State the number of lines in the following data that contain the string "factor", and nothing else.

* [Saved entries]
^^^^^^^^^^^^^^^^
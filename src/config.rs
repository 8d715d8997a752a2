//! # Fleet configuration.
//!
//! [`Config`] centralizes every knob of the runtime. All fields are public and
//! have defaults; a config can also be loaded from TOML with
//! [`Config::from_file`] / [`str::parse`] and adjusted from `ROUTEVISOR_*`
//! environment variables with [`Config::with_env_overrides`].
//!
//! Durations are written as integer milliseconds in TOML (`*_ms` keys):
//! ```toml
//! grace_ms = 10000
//!
//! [coordinator]
//! flush_threshold = 6
//! capability_min_wait_ms = 5000
//! capability_timeout_ms = 10000
//! rejection_policy = "requeue"
//! max_unplaced_rounds = 0
//! depot = { x = 0.0, y = 0.0 }
//!
//! [worker]
//! tick_ms = 1000
//! speed = 1.0
//!
//! [poll]
//! first_ms = 500
//! max_ms = 5000
//! jitter = "equal"
//! ```
//!
//! ## Sentinel values
//! - `max_unplaced_rounds = 0` → demands are retried forever
//! - `bus_capacity` / `mailbox_capacity` are clamped to at least 1

use std::path::Path;
use std::str::FromStr;
use std::time::Duration;

use serde::{Deserialize, Serialize};

use crate::error::ConfigError;
use crate::model::Location;
use crate::policies::{BackoffPolicy, JitterPolicy, RejectionPolicy};

/// Global configuration for the fleet runtime.
#[derive(Clone, Debug, PartialEq, Serialize, Deserialize)]
#[serde(default)]
pub struct Config {
    /// Maximum time to wait for actors to stop after shutdown was requested.
    #[serde(rename = "grace_ms", with = "millis")]
    pub grace: Duration,

    /// Capacity of the event bus broadcast ring buffer.
    pub bus_capacity: usize,

    /// Capacity of every actor mailbox. A message to a full mailbox is dropped and logged.
    pub mailbox_capacity: usize,

    pub coordinator: CoordinatorConfig,
    pub worker: WorkerConfig,
    pub poll: PollConfig,
}

/// Coordinator scheduling, discovery and dispatch settings.
#[derive(Clone, Debug, PartialEq, Serialize, Deserialize)]
#[serde(default)]
pub struct CoordinatorConfig {
    /// Directory name of the coordinator.
    pub name: String,

    /// Depot every route starts from and returns to.
    pub depot: Location,

    /// Buffer size that forces a synthetic round ahead of queued batches.
    pub flush_threshold: usize,

    /// Period of the scheduler tick.
    #[serde(rename = "schedule_interval_ms", with = "millis")]
    pub schedule_interval: Duration,

    /// Capability collection never completes earlier than this.
    #[serde(rename = "capability_min_wait_ms", with = "millis")]
    pub capability_min_wait: Duration,

    /// Capability collection proceeds with whatever arrived after this.
    #[serde(rename = "capability_timeout_ms", with = "millis")]
    pub capability_timeout: Duration,

    /// Minimum time a round stays open after dispatch to collect answers.
    #[serde(rename = "settle_ms", with = "millis")]
    pub settle: Duration,

    /// Unanswered proposals are considered lost after this.
    #[serde(rename = "proposal_timeout_ms", with = "millis")]
    pub proposal_timeout: Duration,

    /// Fate of demands on rejected, lost, or unresolvable routes.
    pub rejection_policy: RejectionPolicy,

    /// Consecutive unplaced rounds before a demand is abandoned (`0` = never).
    pub max_unplaced_rounds: u32,
}

/// Worker movement settings.
#[derive(Clone, Debug, PartialEq, Serialize, Deserialize)]
#[serde(default)]
pub struct WorkerConfig {
    /// Movement tick period.
    #[serde(rename = "tick_ms", with = "millis")]
    pub tick: Duration,

    /// Distance covered per tick.
    pub speed: f64,

    /// A target is reached when closer than this.
    pub arrival_threshold: f64,

    /// Period of the idle-position check.
    #[serde(rename = "drift_check_ms", with = "millis")]
    pub drift_check: Duration,
}

/// Source poll backoff, see [`BackoffPolicy`].
#[derive(Clone, Debug, PartialEq, Serialize, Deserialize)]
#[serde(default)]
pub struct PollConfig {
    #[serde(rename = "first_ms", with = "millis")]
    pub first: Duration,
    #[serde(rename = "max_ms", with = "millis")]
    pub max: Duration,
    pub factor: f64,
    pub jitter: JitterPolicy,
}

impl Default for Config {
    /// - `grace = 10s`
    /// - `bus_capacity = 1024`
    /// - `mailbox_capacity = 256`
    fn default() -> Self {
        Self {
            grace: Duration::from_secs(10),
            bus_capacity: 1024,
            mailbox_capacity: 256,
            coordinator: CoordinatorConfig::default(),
            worker: WorkerConfig::default(),
            poll: PollConfig::default(),
        }
    }
}

impl Default for CoordinatorConfig {
    fn default() -> Self {
        Self {
            name: "coordinator".to_string(),
            depot: Location::ORIGIN,
            flush_threshold: 6,
            schedule_interval: Duration::from_secs(1),
            capability_min_wait: Duration::from_secs(5),
            capability_timeout: Duration::from_secs(10),
            settle: Duration::from_secs(1),
            proposal_timeout: Duration::from_secs(5),
            rejection_policy: RejectionPolicy::Requeue,
            max_unplaced_rounds: 0,
        }
    }
}

impl Default for WorkerConfig {
    fn default() -> Self {
        Self {
            tick: Duration::from_secs(1),
            speed: 1.0,
            arrival_threshold: 1.0,
            drift_check: Duration::from_secs(5),
        }
    }
}

impl Default for PollConfig {
    fn default() -> Self {
        let b = BackoffPolicy::default();
        Self {
            first: b.first,
            max: b.max,
            factor: b.factor,
            jitter: b.jitter,
        }
    }
}

impl PollConfig {
    pub fn backoff(&self) -> BackoffPolicy {
        BackoffPolicy {
            first: self.first,
            max: self.max,
            factor: self.factor,
            jitter: self.jitter,
        }
    }
}

impl CoordinatorConfig {
    /// Rounds after which an unplaced demand is abandoned, if bounded.
    #[inline]
    pub fn abandon_after(&self) -> Option<u32> {
        match self.max_unplaced_rounds {
            0 => None,
            n => Some(n),
        }
    }
}

impl Config {
    /// Returns a bus capacity clamped to a minimum of 1.
    #[inline]
    pub fn bus_capacity_clamped(&self) -> usize {
        self.bus_capacity.max(1)
    }

    /// Returns a mailbox capacity clamped to a minimum of 1.
    #[inline]
    pub fn mailbox_capacity_clamped(&self) -> usize {
        self.mailbox_capacity.max(1)
    }

    /// Loads, parses and validates a TOML file.
    pub fn from_file(path: impl AsRef<Path>) -> Result<Self, ConfigError> {
        let path = path.as_ref();
        let text = std::fs::read_to_string(path).map_err(|source| ConfigError::Io {
            path: path.to_path_buf(),
            source,
        })?;
        let cfg: Config = text.parse()?;
        cfg.validate()?;
        Ok(cfg)
    }

    /// Checks values that would make the runtime misbehave.
    pub fn validate(&self) -> Result<(), ConfigError> {
        let c = &self.coordinator;
        if c.name.is_empty() {
            return Err(ConfigError::invalid("coordinator.name must not be empty"));
        }
        if !c.depot.is_finite() {
            return Err(ConfigError::invalid("coordinator.depot must be finite"));
        }
        if c.flush_threshold == 0 {
            return Err(ConfigError::invalid("coordinator.flush_threshold must be > 0"));
        }
        if c.schedule_interval.is_zero() {
            return Err(ConfigError::invalid("coordinator.schedule_interval_ms must be > 0"));
        }
        if c.capability_min_wait > c.capability_timeout {
            return Err(ConfigError::invalid(
                "coordinator.capability_min_wait_ms must not exceed capability_timeout_ms",
            ));
        }
        if c.settle > c.proposal_timeout {
            return Err(ConfigError::invalid(
                "coordinator.settle_ms must not exceed proposal_timeout_ms",
            ));
        }

        let w = &self.worker;
        if w.tick.is_zero() || w.drift_check.is_zero() {
            return Err(ConfigError::invalid("worker.tick_ms and worker.drift_check_ms must be > 0"));
        }
        if !(w.speed.is_finite() && w.speed > 0.0) {
            return Err(ConfigError::invalid("worker.speed must be a positive number"));
        }
        if !(w.arrival_threshold.is_finite() && w.arrival_threshold >= 0.0) {
            return Err(ConfigError::invalid("worker.arrival_threshold must be >= 0"));
        }

        if self.poll.first.is_zero() {
            return Err(ConfigError::invalid("poll.first_ms must be > 0"));
        }
        if !(self.poll.factor.is_finite() && self.poll.factor > 0.0) {
            return Err(ConfigError::invalid("poll.factor must be a positive number"));
        }
        Ok(())
    }

    /// Applies `ROUTEVISOR_*` environment overrides. Unparsable values are ignored.
    ///
    /// - `ROUTEVISOR_GRACE_MS`
    /// - `ROUTEVISOR_FLUSH_THRESHOLD`
    /// - `ROUTEVISOR_MAX_UNPLACED_ROUNDS`
    /// - `ROUTEVISOR_REJECTION_POLICY` (`requeue` / `drop`)
    /// - `ROUTEVISOR_CAPABILITY_TIMEOUT_MS`
    /// - `ROUTEVISOR_WORKER_TICK_MS`
    #[must_use]
    pub fn with_env_overrides(mut self) -> Self {
        if let Some(ms) = env_parse::<u64>("ROUTEVISOR_GRACE_MS") {
            self.grace = Duration::from_millis(ms);
        }
        if let Some(v) = env_parse("ROUTEVISOR_FLUSH_THRESHOLD") {
            self.coordinator.flush_threshold = v;
        }
        if let Some(v) = env_parse("ROUTEVISOR_MAX_UNPLACED_ROUNDS") {
            self.coordinator.max_unplaced_rounds = v;
        }
        if let Some(v) = env_parse("ROUTEVISOR_REJECTION_POLICY") {
            self.coordinator.rejection_policy = v;
        }
        if let Some(ms) = env_parse::<u64>("ROUTEVISOR_CAPABILITY_TIMEOUT_MS") {
            self.coordinator.capability_timeout = Duration::from_millis(ms);
        }
        if let Some(ms) = env_parse::<u64>("ROUTEVISOR_WORKER_TICK_MS") {
            self.worker.tick = Duration::from_millis(ms);
        }
        self
    }
}

impl FromStr for Config {
    type Err = ConfigError;

    /// Parses configuration from a TOML string (without validating it).
    fn from_str(s: &str) -> Result<Self, Self::Err> {
        Ok(toml::from_str(s)?)
    }
}

fn env_parse<T: FromStr>(key: &str) -> Option<T> {
    std::env::var(key).ok()?.parse().ok()
}

/// Serde adapter storing a [`Duration`] as integer milliseconds.
mod millis {
    use std::time::Duration;

    use serde::{Deserialize, Deserializer, Serializer};

    pub fn serialize<S: Serializer>(d: &Duration, s: S) -> Result<S::Ok, S::Error> {
        s.serialize_u64(u64::try_from(d.as_millis()).unwrap_or(u64::MAX))
    }

    pub fn deserialize<'de, D: Deserializer<'de>>(d: D) -> Result<Duration, D::Error> {
        u64::deserialize(d).map(Duration::from_millis)
    }
}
^^^^^^^^^^^^^^^^
* [ANSWER TO THE PROBLEM] 5